WORK TO COMPLETE >> Report how many lines in the records below hold the word "next". Add nothing to the number.

--- SUPPLIED INFORMATION Enclosed Below ---

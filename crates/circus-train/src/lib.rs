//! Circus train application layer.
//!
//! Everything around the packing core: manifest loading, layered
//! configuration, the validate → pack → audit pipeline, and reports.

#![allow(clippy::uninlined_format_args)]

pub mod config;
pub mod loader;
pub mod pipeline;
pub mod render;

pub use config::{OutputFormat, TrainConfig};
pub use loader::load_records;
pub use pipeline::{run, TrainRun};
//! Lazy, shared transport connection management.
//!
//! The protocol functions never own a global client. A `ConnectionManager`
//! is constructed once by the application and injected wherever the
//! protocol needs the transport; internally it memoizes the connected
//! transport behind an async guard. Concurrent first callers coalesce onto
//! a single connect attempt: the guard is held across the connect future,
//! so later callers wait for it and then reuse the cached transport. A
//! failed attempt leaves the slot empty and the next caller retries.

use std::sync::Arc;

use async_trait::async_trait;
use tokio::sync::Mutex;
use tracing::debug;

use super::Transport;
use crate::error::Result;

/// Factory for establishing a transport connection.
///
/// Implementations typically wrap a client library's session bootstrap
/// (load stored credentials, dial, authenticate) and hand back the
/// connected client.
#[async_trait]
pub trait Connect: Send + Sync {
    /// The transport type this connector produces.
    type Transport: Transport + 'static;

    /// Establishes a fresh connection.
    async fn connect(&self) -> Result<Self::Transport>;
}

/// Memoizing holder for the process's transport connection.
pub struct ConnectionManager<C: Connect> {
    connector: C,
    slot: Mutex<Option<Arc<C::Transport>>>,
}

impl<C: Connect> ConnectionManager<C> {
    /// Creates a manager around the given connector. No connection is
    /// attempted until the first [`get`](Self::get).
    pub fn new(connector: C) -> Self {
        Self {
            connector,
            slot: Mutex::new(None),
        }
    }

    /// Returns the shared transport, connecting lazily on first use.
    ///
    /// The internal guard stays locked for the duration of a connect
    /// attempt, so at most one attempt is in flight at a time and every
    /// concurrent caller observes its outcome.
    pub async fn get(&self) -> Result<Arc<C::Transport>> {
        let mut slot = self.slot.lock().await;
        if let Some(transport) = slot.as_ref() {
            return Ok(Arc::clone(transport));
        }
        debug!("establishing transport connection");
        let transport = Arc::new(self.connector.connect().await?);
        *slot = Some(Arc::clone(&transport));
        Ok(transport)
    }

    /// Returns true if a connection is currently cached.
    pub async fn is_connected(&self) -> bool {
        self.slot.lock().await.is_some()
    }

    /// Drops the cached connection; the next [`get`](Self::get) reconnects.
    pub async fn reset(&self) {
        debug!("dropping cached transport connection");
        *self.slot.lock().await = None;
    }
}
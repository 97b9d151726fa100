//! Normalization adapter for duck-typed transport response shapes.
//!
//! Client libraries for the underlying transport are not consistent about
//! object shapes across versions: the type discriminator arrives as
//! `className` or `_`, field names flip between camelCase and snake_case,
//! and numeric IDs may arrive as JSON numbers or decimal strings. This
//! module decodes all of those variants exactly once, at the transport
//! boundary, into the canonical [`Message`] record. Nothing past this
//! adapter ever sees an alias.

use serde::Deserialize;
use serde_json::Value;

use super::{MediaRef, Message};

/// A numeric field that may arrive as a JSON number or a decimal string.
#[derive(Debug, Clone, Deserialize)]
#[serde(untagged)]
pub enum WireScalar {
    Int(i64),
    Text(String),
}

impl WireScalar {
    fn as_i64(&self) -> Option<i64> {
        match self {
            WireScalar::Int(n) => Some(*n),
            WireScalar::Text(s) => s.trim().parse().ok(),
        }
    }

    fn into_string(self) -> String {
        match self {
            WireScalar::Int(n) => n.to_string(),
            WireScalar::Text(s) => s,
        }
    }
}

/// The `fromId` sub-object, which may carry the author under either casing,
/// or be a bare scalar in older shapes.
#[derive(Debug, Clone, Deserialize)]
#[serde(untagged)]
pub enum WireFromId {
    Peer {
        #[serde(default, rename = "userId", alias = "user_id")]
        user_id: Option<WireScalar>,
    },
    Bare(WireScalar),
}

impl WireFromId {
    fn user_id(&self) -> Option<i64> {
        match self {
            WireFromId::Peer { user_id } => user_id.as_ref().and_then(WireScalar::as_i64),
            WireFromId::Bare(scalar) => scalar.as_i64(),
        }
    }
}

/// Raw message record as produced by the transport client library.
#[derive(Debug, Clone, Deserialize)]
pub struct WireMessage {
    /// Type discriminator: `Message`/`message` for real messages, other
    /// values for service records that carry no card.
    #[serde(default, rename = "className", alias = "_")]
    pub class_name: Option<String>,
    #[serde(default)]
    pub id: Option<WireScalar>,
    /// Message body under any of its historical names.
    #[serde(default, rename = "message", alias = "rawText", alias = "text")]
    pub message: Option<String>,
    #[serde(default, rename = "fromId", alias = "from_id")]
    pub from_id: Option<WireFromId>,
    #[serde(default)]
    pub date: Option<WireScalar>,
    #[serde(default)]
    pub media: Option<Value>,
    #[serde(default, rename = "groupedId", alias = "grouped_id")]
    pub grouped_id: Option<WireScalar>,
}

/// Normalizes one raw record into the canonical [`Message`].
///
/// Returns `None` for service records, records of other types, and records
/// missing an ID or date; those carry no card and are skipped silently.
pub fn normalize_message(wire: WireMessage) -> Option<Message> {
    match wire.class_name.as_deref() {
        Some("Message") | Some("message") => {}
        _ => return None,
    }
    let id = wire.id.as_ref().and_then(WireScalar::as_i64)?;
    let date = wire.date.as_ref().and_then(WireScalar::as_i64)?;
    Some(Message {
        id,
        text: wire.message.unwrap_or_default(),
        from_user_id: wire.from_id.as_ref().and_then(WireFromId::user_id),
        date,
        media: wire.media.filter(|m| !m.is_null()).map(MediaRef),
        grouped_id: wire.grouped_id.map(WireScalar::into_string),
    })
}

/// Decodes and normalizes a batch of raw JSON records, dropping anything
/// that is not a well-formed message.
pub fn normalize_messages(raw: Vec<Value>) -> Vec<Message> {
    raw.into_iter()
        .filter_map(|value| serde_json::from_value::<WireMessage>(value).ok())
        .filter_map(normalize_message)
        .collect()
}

--- End of Enclosed SUPPLIED INFORMATION ---
--- SUPPLIED INFORMATION Enclosed Below ---

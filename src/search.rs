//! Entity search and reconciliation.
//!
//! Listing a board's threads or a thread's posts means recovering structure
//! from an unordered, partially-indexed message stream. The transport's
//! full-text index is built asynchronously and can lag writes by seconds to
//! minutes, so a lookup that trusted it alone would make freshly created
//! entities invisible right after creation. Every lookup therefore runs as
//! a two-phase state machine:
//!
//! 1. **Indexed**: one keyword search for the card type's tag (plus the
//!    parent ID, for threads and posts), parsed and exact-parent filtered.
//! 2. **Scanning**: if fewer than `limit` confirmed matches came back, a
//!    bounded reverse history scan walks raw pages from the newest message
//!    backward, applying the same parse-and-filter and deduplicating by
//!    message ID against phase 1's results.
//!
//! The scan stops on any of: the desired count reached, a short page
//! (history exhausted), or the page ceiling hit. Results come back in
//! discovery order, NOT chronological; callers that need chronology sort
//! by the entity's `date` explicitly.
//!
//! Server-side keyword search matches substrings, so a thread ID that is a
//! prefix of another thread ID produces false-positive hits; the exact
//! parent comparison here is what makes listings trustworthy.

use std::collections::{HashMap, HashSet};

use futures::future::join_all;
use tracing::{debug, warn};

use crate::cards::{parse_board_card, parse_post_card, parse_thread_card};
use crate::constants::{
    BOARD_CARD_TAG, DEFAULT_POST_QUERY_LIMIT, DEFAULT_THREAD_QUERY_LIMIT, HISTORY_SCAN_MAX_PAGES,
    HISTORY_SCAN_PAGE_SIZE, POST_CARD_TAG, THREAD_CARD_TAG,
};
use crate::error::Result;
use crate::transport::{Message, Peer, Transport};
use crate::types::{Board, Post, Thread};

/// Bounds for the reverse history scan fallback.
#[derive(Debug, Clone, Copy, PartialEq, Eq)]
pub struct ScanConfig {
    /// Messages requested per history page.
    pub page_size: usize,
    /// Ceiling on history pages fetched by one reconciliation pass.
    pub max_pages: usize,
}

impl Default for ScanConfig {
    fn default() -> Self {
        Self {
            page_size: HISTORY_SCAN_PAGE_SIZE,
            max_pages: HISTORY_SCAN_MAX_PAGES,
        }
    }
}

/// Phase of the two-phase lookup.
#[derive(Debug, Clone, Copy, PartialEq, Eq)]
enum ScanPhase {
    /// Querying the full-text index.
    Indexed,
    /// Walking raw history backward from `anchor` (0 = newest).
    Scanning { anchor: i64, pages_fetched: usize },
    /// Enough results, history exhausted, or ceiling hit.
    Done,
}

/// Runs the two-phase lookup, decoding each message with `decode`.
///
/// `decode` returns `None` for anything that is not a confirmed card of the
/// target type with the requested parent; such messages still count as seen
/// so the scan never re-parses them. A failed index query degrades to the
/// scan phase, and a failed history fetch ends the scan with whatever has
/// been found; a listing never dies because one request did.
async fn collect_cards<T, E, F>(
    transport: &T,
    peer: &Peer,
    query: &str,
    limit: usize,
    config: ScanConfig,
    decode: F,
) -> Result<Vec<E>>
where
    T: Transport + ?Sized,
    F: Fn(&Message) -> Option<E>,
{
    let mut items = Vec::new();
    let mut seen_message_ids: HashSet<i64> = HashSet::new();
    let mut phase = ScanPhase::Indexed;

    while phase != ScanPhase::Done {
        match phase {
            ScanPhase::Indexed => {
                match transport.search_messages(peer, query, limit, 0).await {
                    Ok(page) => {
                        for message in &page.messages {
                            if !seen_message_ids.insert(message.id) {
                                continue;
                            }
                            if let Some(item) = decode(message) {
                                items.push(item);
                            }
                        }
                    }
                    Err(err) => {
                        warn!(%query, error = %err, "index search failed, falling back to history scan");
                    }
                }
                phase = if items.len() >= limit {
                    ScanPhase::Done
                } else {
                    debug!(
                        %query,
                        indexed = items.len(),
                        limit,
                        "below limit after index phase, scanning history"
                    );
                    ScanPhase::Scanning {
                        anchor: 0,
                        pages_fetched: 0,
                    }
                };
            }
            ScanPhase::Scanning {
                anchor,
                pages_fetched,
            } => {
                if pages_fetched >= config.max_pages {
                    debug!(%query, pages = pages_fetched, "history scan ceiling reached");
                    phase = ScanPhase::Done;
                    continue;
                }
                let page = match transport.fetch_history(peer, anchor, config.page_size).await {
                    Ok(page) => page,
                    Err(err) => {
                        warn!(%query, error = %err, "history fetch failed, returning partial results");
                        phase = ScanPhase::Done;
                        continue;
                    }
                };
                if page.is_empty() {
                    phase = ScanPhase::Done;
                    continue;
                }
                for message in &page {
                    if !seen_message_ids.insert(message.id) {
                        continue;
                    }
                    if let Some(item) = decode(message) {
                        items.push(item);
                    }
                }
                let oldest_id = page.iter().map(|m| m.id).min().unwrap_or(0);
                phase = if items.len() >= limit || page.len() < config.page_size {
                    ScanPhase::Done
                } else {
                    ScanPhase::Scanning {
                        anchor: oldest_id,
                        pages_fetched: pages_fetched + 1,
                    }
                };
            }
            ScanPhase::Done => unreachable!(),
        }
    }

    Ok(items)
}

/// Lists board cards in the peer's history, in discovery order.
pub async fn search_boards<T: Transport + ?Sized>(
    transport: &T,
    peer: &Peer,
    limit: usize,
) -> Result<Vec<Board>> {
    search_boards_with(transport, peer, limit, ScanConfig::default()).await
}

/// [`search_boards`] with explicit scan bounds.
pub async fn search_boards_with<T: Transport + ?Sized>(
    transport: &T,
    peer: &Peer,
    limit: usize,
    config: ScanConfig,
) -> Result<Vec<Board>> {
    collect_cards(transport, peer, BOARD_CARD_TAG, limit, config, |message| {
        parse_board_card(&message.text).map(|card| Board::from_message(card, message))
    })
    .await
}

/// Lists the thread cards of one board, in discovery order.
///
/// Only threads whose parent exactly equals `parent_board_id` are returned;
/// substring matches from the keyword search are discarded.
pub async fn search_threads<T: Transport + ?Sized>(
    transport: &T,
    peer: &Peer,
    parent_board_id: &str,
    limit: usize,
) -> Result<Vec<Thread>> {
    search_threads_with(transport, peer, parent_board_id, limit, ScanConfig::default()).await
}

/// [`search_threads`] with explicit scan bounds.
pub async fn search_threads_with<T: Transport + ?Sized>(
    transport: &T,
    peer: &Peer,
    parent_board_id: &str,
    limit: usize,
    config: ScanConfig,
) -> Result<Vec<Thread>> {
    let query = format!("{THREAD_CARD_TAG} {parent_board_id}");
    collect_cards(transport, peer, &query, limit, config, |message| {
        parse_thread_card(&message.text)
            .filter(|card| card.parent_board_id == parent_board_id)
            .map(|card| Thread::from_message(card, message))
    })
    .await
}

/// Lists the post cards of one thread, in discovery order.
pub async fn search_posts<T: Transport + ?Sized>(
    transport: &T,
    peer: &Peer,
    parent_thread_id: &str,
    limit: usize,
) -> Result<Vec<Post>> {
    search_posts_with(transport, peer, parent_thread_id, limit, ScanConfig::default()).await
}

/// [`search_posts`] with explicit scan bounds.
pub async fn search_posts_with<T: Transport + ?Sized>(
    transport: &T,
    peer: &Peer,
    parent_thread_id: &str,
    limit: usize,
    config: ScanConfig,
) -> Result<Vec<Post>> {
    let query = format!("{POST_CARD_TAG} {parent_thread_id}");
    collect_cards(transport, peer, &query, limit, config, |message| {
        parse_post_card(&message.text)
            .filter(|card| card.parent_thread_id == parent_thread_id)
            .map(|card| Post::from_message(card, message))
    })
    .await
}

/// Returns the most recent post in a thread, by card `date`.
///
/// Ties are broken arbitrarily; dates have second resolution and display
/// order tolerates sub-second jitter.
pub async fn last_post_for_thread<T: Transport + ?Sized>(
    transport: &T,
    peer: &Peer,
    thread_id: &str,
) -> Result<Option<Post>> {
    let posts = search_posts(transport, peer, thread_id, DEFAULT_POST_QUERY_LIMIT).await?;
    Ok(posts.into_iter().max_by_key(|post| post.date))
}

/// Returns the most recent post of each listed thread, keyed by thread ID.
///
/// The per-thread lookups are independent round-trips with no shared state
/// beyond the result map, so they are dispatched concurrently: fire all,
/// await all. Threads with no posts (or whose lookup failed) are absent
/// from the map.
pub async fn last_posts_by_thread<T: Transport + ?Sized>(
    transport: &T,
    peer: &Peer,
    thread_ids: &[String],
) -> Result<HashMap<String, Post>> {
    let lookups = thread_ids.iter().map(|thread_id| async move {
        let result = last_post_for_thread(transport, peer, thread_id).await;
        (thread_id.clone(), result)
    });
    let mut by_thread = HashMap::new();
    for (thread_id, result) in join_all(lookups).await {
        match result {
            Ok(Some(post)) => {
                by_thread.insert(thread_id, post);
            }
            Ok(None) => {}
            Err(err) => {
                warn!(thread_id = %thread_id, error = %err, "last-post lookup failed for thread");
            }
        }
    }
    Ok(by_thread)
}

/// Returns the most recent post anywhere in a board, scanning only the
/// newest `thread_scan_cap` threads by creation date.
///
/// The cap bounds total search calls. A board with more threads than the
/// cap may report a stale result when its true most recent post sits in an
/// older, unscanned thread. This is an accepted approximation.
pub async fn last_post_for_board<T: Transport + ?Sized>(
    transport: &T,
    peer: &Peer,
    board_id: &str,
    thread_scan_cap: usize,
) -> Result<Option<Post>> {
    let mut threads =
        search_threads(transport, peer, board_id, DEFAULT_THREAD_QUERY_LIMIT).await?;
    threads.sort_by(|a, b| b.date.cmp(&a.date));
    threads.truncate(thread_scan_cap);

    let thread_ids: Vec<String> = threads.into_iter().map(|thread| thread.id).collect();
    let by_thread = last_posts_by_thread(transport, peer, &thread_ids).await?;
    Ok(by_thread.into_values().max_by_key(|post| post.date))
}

--- End of Enclosed SUPPLIED INFORMATION ---

RESPONSE AREA >> 2